What are some of our takeaways for the design of cash transfer (and other) programs targeted to adolescents?
  • Fleeting effects of UCTs: Only two years after the end of the program, UCT beneficiaries are, in most respects, in a position indistinguishable from where they would have been in the absence of cash transfers. Palliative benefits of small and frequent unconditional cash transfers are uncontested and reinforced by our study, but the idea that they can contribute to a sustained improvement in welfare over the longer-run is unproven and not supported in our data.
  • Tradeoffs from imposing conditions: We also shed further light on the tradeoffs between the benefits of CCTs and UCTs. The lack of knock-on effects on welfare from significant schooling gains among baseline dropouts in this context implies that the imperative to use conditions to generate increased investments in formal schooling may not be the best idea when few income-generating opportunities exist.
  • CCTs and (not or) UCTs: Moreover, by denying adolescent girls and young women cash transfers precisely when they are start childbearing, schooling CCTs may undermine one potential lasting effect of UCT programs during adolescence. One way of resolving this tradeoff is to view CCT and UCT programs as complements to each other rather than alternatives: policymakers could provide a basic unconditional cash transfer to adolescent girls topped up by conditional cash transfers for human capital accumulation and desired health behaviors – providing both an incentive to invest in education and health while still guaranteeing a basic level of protection to those who are unable or unwilling to comply with the conditions.
  • Cash transfers for females of childbearing age: The promising (if only suggestive) evidence of the positive effect of UCTs on children’s height provides an additional reason to consider providing basic UCTs to adolescent females. Indeed, Currie and Almond (2011) have suggested that targeting transfers towards women of childbearing age may be beneficial in the U.S. context, so as to maximize benefits to children in utero. This form of targeting would suffer from remarkably little ‘leakage’ in the Malawian context; two thirds of women aged 20-24 gave birth by age 20 and virtually all females have started childbearing by age 25 (National Statistical Office and ICF Macro 2005).

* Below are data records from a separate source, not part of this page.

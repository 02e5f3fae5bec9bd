//! # Observability Core
//!
//! Structured logging and client-side error handling shared by the web
//! front end and its server runtime.
//!
//! ## Features
//!
//! - Leveled JSON/pretty logging with bound context and child loggers
//! - Secret and PII redaction of log payloads
//! - Normalization of arbitrary thrown values into error objects
//! - Request and user context derived from headers and sessions
//! - Deduplicated reporting of uncaught client errors to a tracker
//! - Installable global handlers for uncaught errors and rejections
//!

pub mod types;
pub mod level;
pub mod sanitization;
pub mod normalize;
pub mod sink;
pub mod format;
pub mod logger;
pub mod context;
pub mod reporting;
pub mod lifecycle;
pub mod runtime;
pub mod logging;

// Re-export commonly used types
pub use types::{Error, Result, Severity};
pub use level::LogLevel;
pub use logger::{Logger, LoggerBuilder, LoggerContext, LogEntry};
pub use normalize::{normalize_error, ErrorObject, NormalizedError, Thrown};
pub use sanitization::{sanitize, SanitizeOptions, PII_REDACTED, REDACTED};
pub use sink::{ConsoleSink, LogBuffer, LogSink, MemorySink};
pub use context::{ContextProvider, RequestContext, UserContext};
pub use reporting::{ClientErrorHandler, ErrorTracker, TrackOptions};
pub use lifecycle::{EventRegistry, EventTarget, GlobalEvent, GlobalHandlerGuard};
pub use runtime::{create_logger, handle_client_error, init_global_error_handler, logger, Runtime};
pub use logging::{init_tracing, TracingConfig};
pub use config_rs::RuntimeEnv;

/// Installs diagnostics tracing configured from the global runtime's environment
pub fn init() -> Result<()> {
    init_tracing(Some(TracingConfig::for_env(Runtime::global().env())))
}
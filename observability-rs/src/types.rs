//! # Shared Types
//!
//! Crate error type and the severity scale handed to error trackers.

use std::fmt;
use serde::{Serialize, Deserialize};

/// A type alias for Result with the error type defaulting to our Error
pub type Result<T, E = Error> = std::result::Result<T, E>;

/// Errors surfaced by setup helpers.
///
/// Logging and error-handling calls never return these; they recover locally.
#[derive(Debug, thiserror::Error)]
pub enum Error {
    /// An external collaborator (session store, header source) failed
    #[error("Collaborator failure: {0}")]
    Collaborator(String),

    /// A value could not be converted to or from JSON
    #[error("Serialization error: {0}")]
    Serialization(#[from] serde_json::Error),

    /// Global subscriber or handler setup failed
    #[error("Initialization error: {0}")]
    Initialization(String),
}

/// The severity level reported alongside a tracked error
#[derive(Debug, Clone, Copy, PartialEq, Eq, Serialize, Deserialize)]
#[serde(rename_all = "lowercase")]
pub enum Severity {
    Debug,
    Info,
    Warning,
    Error,
    Fatal,
}

impl fmt::Display for Severity {
    fn fmt(&self, f: &mut fmt::Formatter<'_>) -> fmt::Result {
        match self {
            Severity::Debug => write!(f, "debug"),
            Severity::Info => write!(f, "info"),
            Severity::Warning => write!(f, "warning"),
            Severity::Error => write!(f, "error"),
            Severity::Fatal => write!(f, "fatal"),
        }
    }
}

impl Default for Severity {
    fn default() -> Self {
        Severity::Error
    }
}
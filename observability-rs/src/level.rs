//! # Log Levels
//!
//! Ordered severity scale for the logger and the rules for picking the
//! default level from the environment.

use std::fmt;
use std::str::FromStr;
use serde::{Serialize, Deserialize};
use config_rs::RuntimeEnv;

/// Ordered log level; an entry is emitted when `entry.level >= logger.level`
#[derive(Debug, Clone, Copy, PartialEq, Eq, PartialOrd, Ord, Hash, Serialize, Deserialize)]
#[serde(rename_all = "lowercase")]
#[repr(u8)]
pub enum LogLevel {
    Debug = 0,
    Info = 1,
    Warn = 2,
    Error = 3,
}

impl LogLevel {
    pub fn as_str(&self) -> &'static str {
        match self {
            LogLevel::Debug => "debug",
            LogLevel::Info => "info",
            LogLevel::Warn => "warn",
            LogLevel::Error => "error",
        }
    }

    /// Inverse of `level as u8`; unknown values clamp to `Error`
    pub(crate) fn from_u8(value: u8) -> Self {
        match value {
            0 => LogLevel::Debug,
            1 => LogLevel::Info,
            2 => LogLevel::Warn,
            _ => LogLevel::Error,
        }
    }

    /// Level used when `LOG_LEVEL` is unset or invalid
    pub fn environment_default(env: &RuntimeEnv) -> Self {
        if env.is_development() {
            LogLevel::Debug
        } else {
            LogLevel::Info
        }
    }

    /// Resolve the active level from `LOG_LEVEL`, falling back to the
    /// environment default for missing or unrecognized values
    pub fn from_runtime_env(env: &RuntimeEnv) -> Self {
        env.log_level()
            .and_then(|raw| raw.parse().ok())
            .unwrap_or_else(|| Self::environment_default(env))
    }
}

impl fmt::Display for LogLevel {
    fn fmt(&self, f: &mut fmt::Formatter<'_>) -> fmt::Result {
        f.write_str(self.as_str())
    }
}

/// Returned when a string names no known level
#[derive(Debug, Clone, PartialEq, Eq, thiserror::Error)]
#[error("unknown log level: {0}")]
pub struct ParseLevelError(pub String);

impl FromStr for LogLevel {
    type Err = ParseLevelError;

    fn from_str(s: &str) -> Result<Self, Self::Err> {
        match s.trim().to_lowercase().as_str() {
            "debug" => Ok(LogLevel::Debug),
            "info" => Ok(LogLevel::Info),
            "warn" => Ok(LogLevel::Warn),
            "error" => Ok(LogLevel::Error),
            _ => Err(ParseLevelError(s.to_string())),
        }
    }
}

impl From<LogLevel> for tracing::Level {
    fn from(level: LogLevel) -> Self {
        match level {
            LogLevel::Debug => tracing::Level::DEBUG,
            LogLevel::Info => tracing::Level::INFO,
            LogLevel::Warn => tracing::Level::WARN,
            LogLevel::Error => tracing::Level::ERROR,
        }
    }
}
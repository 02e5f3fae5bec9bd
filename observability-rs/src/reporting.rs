//! # Client Error Reporting
//!
//! Pipeline for uncaught client-side failures: normalize the thrown value,
//! drop repeats of an already reported failure, attach browser context,
//! scrub secrets, log, and hand the error to an external tracker.

use std::collections::{HashSet, VecDeque};
use std::panic::{self, AssertUnwindSafe};
use std::sync::{Arc, Mutex};
use metrics::counter;
use serde::{Serialize, Deserialize};
use serde_json::{Map, Value};
use crate::logger::Logger;
use crate::normalize::{normalize_error, ErrorObject, Thrown};
use crate::sanitization::{redact_secrets, sanitize_map, SanitizeOptions};
use crate::types::Severity;

/// Capacity of the processed-error fingerprint set
pub const MAX_PROCESSED_ERRORS: usize = 100;

/// Message logged for every reported client error
pub const UNHANDLED_CLIENT_ERROR: &str = "Unhandled client error";

/// Tags and extra data sent with a tracked error
#[derive(Debug, Clone, PartialEq, Serialize, Deserialize)]
pub struct TrackOptions {
    pub tags: Map<String, Value>,
    pub extra: Map<String, Value>,
    pub level: Severity,
}

/// External error tracking service. Calls are fire-and-forget.
#[cfg_attr(test, mockall::automock)]
pub trait ErrorTracker: Send + Sync {
    fn track_error(&self, error: &ErrorObject, options: TrackOptions);
}

/// Tracker that drops everything
#[derive(Debug, Default, Clone, Copy)]
pub struct NoopTracker;

impl ErrorTracker for NoopTracker {
    fn track_error(&self, _error: &ErrorObject, _options: TrackOptions) {}
}

/// Browser globals; absent on the server
#[cfg_attr(test, mockall::automock)]
pub trait BrowserContext: Send + Sync {
    fn user_agent(&self) -> Option<String>;
    fn location_href(&self) -> Option<String>;
}

/// Insertion-ordered set of error fingerprints with FIFO eviction
#[derive(Debug)]
pub struct ProcessedErrors {
    order: VecDeque<String>,
    members: HashSet<String>,
    capacity: usize,
}

impl ProcessedErrors {
    pub fn new(capacity: usize) -> Self {
        let capacity = capacity.max(1);
        Self {
            order: VecDeque::with_capacity(capacity + 1),
            members: HashSet::with_capacity(capacity + 1),
            capacity,
        }
    }

    pub fn contains(&self, fingerprint: &str) -> bool {
        self.members.contains(fingerprint)
    }

    /// Records a fingerprint; returns false if it was already present.
    /// Evicts the oldest entry once capacity is exceeded.
    pub fn insert(&mut self, fingerprint: String) -> bool {
        if self.members.contains(&fingerprint) {
            return false;
        }

        self.members.insert(fingerprint.clone());
        self.order.push_back(fingerprint);

        while self.order.len() > self.capacity {
            if let Some(oldest) = self.order.pop_front() {
                self.members.remove(&oldest);
            }
        }
        true
    }

    pub fn len(&self) -> usize {
        self.order.len()
    }

    pub fn is_empty(&self) -> bool {
        self.order.is_empty()
    }

    pub fn clear(&mut self) {
        self.order.clear();
        self.members.clear();
    }
}

impl Default for ProcessedErrors {
    fn default() -> Self {
        Self::new(MAX_PROCESSED_ERRORS)
    }
}

/// Logs and tracks uncaught client errors, once per distinct failure
pub struct ClientErrorHandler {
    logger: Logger,
    tracker: Arc<dyn ErrorTracker>,
    browser: Option<Arc<dyn BrowserContext>>,
    processed: Mutex<ProcessedErrors>,
}

impl ClientErrorHandler {
    pub fn new(logger: Logger, tracker: Arc<dyn ErrorTracker>) -> Self {
        Self {
            logger,
            tracker,
            browser: None,
            processed: Mutex::new(ProcessedErrors::default()),
        }
    }

    pub fn with_browser(mut self, browser: Arc<dyn BrowserContext>) -> Self {
        self.browser = Some(browser);
        self
    }

    /// Number of fingerprints currently remembered
    pub fn processed_count(&self) -> usize {
        self.processed.lock().map(|p| p.len()).unwrap_or(0)
    }

    /// Forget every fingerprint
    pub fn reset(&self) {
        if let Ok(mut processed) = self.processed.lock() {
            processed.clear();
        }
    }

    /// Reports an uncaught error. Never panics and never fails.
    #[track_caller]
    pub fn handle(&self, raw: &Thrown, context: Option<Map<String, Value>>) {
        let normalized = normalize_error(raw);

        // Check and insert under one lock so concurrent repeats report once
        let first_occurrence = match self.processed.lock() {
            Ok(mut processed) => processed.insert(normalized.fingerprint()),
            Err(poisoned) => poisoned.into_inner().insert(normalized.fingerprint()),
        };
        if !first_occurrence {
            counter!("client_errors_deduplicated_total", 1);
            tracing::trace!(error_message = %normalized.message, "Suppressed duplicate client error");
            return;
        }
        counter!("client_errors_total", 1);

        let mut enriched = context.unwrap_or_default();
        enriched.insert("errorType".to_string(), Value::String("unhandled".to_string()));
        // Missing browser globals stay as present-but-null keys
        let (user_agent, url) = match &self.browser {
            Some(browser) => (browser.user_agent(), browser.location_href()),
            None => (None, None),
        };
        enriched.insert("userAgent".to_string(), user_agent.map_or(Value::Null, Value::String));
        enriched.insert("url".to_string(), url.map_or(Value::Null, Value::String));

        let scrubbed = match redact_secrets(&Value::Object(enriched)) {
            Value::Object(map) => map,
            _ => Map::new(),
        };
        let metadata = sanitize_map(&normalized.metadata, SanitizeOptions::secrets_only());

        let mut meta = scrubbed.clone();
        if !metadata.is_empty() {
            meta.insert("metadata".to_string(), Value::Object(metadata));
        }
        self.logger.error(
            UNHANDLED_CLIENT_ERROR,
            Some(Thrown::Error(Arc::clone(&normalized.error))),
            Some(Value::Object(meta)),
        );

        let mut tags = Map::new();
        tags.insert("errorType".to_string(), Value::String("unhandled".to_string()));
        tags.insert("source".to_string(), Value::String("globalHandler".to_string()));
        let options = TrackOptions {
            tags,
            extra: scrubbed,
            level: Severity::Error,
        };

        let tracked = panic::catch_unwind(AssertUnwindSafe(|| {
            self.tracker.track_error(&normalized.error, options)
        }));
        if tracked.is_err() {
            tracing::warn!(error_message = %normalized.message, "Error tracker panicked while reporting");
        }
    }
}
//! Line formatting for log entries.
//!
//! Production gets one JSON object per line for log shippers; every other
//! environment gets one colorized, human-readable line.

use colored::Colorize;
use serde_json::{Map, Value};
use config_rs::RuntimeEnv;
use crate::level::LogLevel;
use crate::logger::LogEntry;

/// Output format of a logger
#[derive(Debug, Clone, Copy, PartialEq, Eq)]
pub enum LogFormat {
    /// Colorized, multi-section text for local development
    Pretty,
    /// Single-line JSON matching the `LogEntry` shape
    Json,
}

impl LogFormat {
    pub fn for_env(env: &RuntimeEnv) -> Self {
        if env.is_production() {
            LogFormat::Json
        } else {
            LogFormat::Pretty
        }
    }
}

/// Formats an entry as one string, ready for a single sink write
pub fn format_entry(entry: &LogEntry, format: LogFormat) -> String {
    match format {
        LogFormat::Json => format_json(entry),
        LogFormat::Pretty => format_pretty(entry),
    }
}

fn format_json(entry: &LogEntry) -> String {
    serde_json::to_string(entry).unwrap_or_else(|e| {
        serde_json::json!({
            "timestamp": entry.timestamp,
            "level": entry.level,
            "message": entry.message,
            "formatError": e.to_string(),
        })
        .to_string()
    })
}

fn format_pretty(entry: &LogEntry) -> String {
    let label = format!("{:<5}", entry.level.as_str().to_uppercase());
    let label = match entry.level {
        LogLevel::Debug => label.cyan(),
        LogLevel::Info => label.green(),
        LogLevel::Warn => label.yellow(),
        LogLevel::Error => label.red().bold(),
    };

    let mut out = format!("{} {} {}", entry.timestamp.dimmed(), label, entry.message);

    push_field(&mut out, "context", entry.context.as_ref());
    push_field(&mut out, "meta", entry.meta.as_ref());

    if let Some(error) = &entry.error {
        out.push_str(&format!(" {}={}: {}", "error".red(), error.name, error.message));
        if let Some(code) = &error.code {
            out.push_str(&format!(" (code: {})", code));
        }
        if !error.extra.is_empty() {
            push_field(&mut out, "details", Some(&error.extra));
        }
        // Only the construction site; the full stack stays in JSON output
        if let Some(origin) = error.stack.as_deref().and_then(|s| s.lines().nth(1)) {
            out.push(' ');
            out.push_str(&origin.trim().dimmed().to_string());
        }
    }

    out
}

fn push_field(out: &mut String, title: &str, data: Option<&Map<String, Value>>) {
    let Some(data) = data else { return };
    let compact = serde_json::to_string(data).unwrap_or_default();
    out.push_str(&format!(" {}={}", title.bold(), compact));
}

#[cfg(test)]
mod tests {
    use super::*;
    use crate::logger::SerializedError;
    use serde_json::json;

    fn sample() -> LogEntry {
        LogEntry {
            timestamp: "2024-05-01T10:00:00.000Z".to_string(),
            level: LogLevel::Error,
            message: "payment failed".to_string(),
            context: Some(json!({"requestId": "r1"}).as_object().unwrap().clone()),
            meta: None,
            error: Some(SerializedError {
                name: "Error".to_string(),
                message: "declined".to_string(),
                stack: Some("Error: declined\n    at src/pay.rs:10:5".to_string()),
                code: Some(json!("CARD_DECLINED")),
                extra: Map::new(),
            }),
        }
    }

    #[test]
    fn test_json_format_round_trips() {
        let line = format_entry(&sample(), LogFormat::Json);
        assert!(!line.contains('\n'));

        let parsed: LogEntry = serde_json::from_str(&line).unwrap();
        assert_eq!(parsed, sample());
    }

    #[test]
    fn test_pretty_format_contents() {
        let text = format_entry(&sample(), LogFormat::Pretty);
        assert!(!text.contains('\n'));
        assert!(text.contains("ERROR"));
        assert!(text.contains("payment failed"));
        assert!(text.contains("{\"requestId\":\"r1\"}"));
        assert!(text.contains("declined"));
        assert!(text.contains("CARD_DECLINED"));
        assert!(text.contains("src/pay.rs:10:5"));
        assert!(!text.contains("meta"));
    }

    #[test]
    fn test_pretty_format_is_one_line() {
        let mut entry = sample();
        entry.level = LogLevel::Info;
        entry.error = None;
        entry.meta = Some(json!({"a": 1, "b": {"c": 2}}).as_object().unwrap().clone());

        let text = format_entry(&entry, LogFormat::Pretty);
        assert_eq!(text.lines().count(), 1);
        assert!(text.contains("{\"a\":1,\"b\":{\"c\":2}}"));
    }

    #[test]
    fn test_format_for_env() {
        assert_eq!(LogFormat::for_env(&RuntimeEnv::production()), LogFormat::Json);
        assert_eq!(LogFormat::for_env(&RuntimeEnv::development()), LogFormat::Pretty);
        assert_eq!(LogFormat::for_env(&RuntimeEnv::default()), LogFormat::Pretty);
    }
}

Submitted by Caridad Araujo on

Hi Berk, this is a very interesting post. Thanks for mentioning our paper. A quick note to mention the BDH is Ecuadorian, not Nicaraguan, there is a small typo in your post. Best wishes!

Submitted by Darrold Cordes on

Hello Berk. I am researching issues of sustainable development in West Africa. Your blog was interesting. But, I wonder how the the UNICEF Office of Research - Innocenti Working Paper
WP-2017-11 | June 2017 sits with your conclusions. UNICEF appears to paint a more positive conclusion on the effectiveness of UCTs.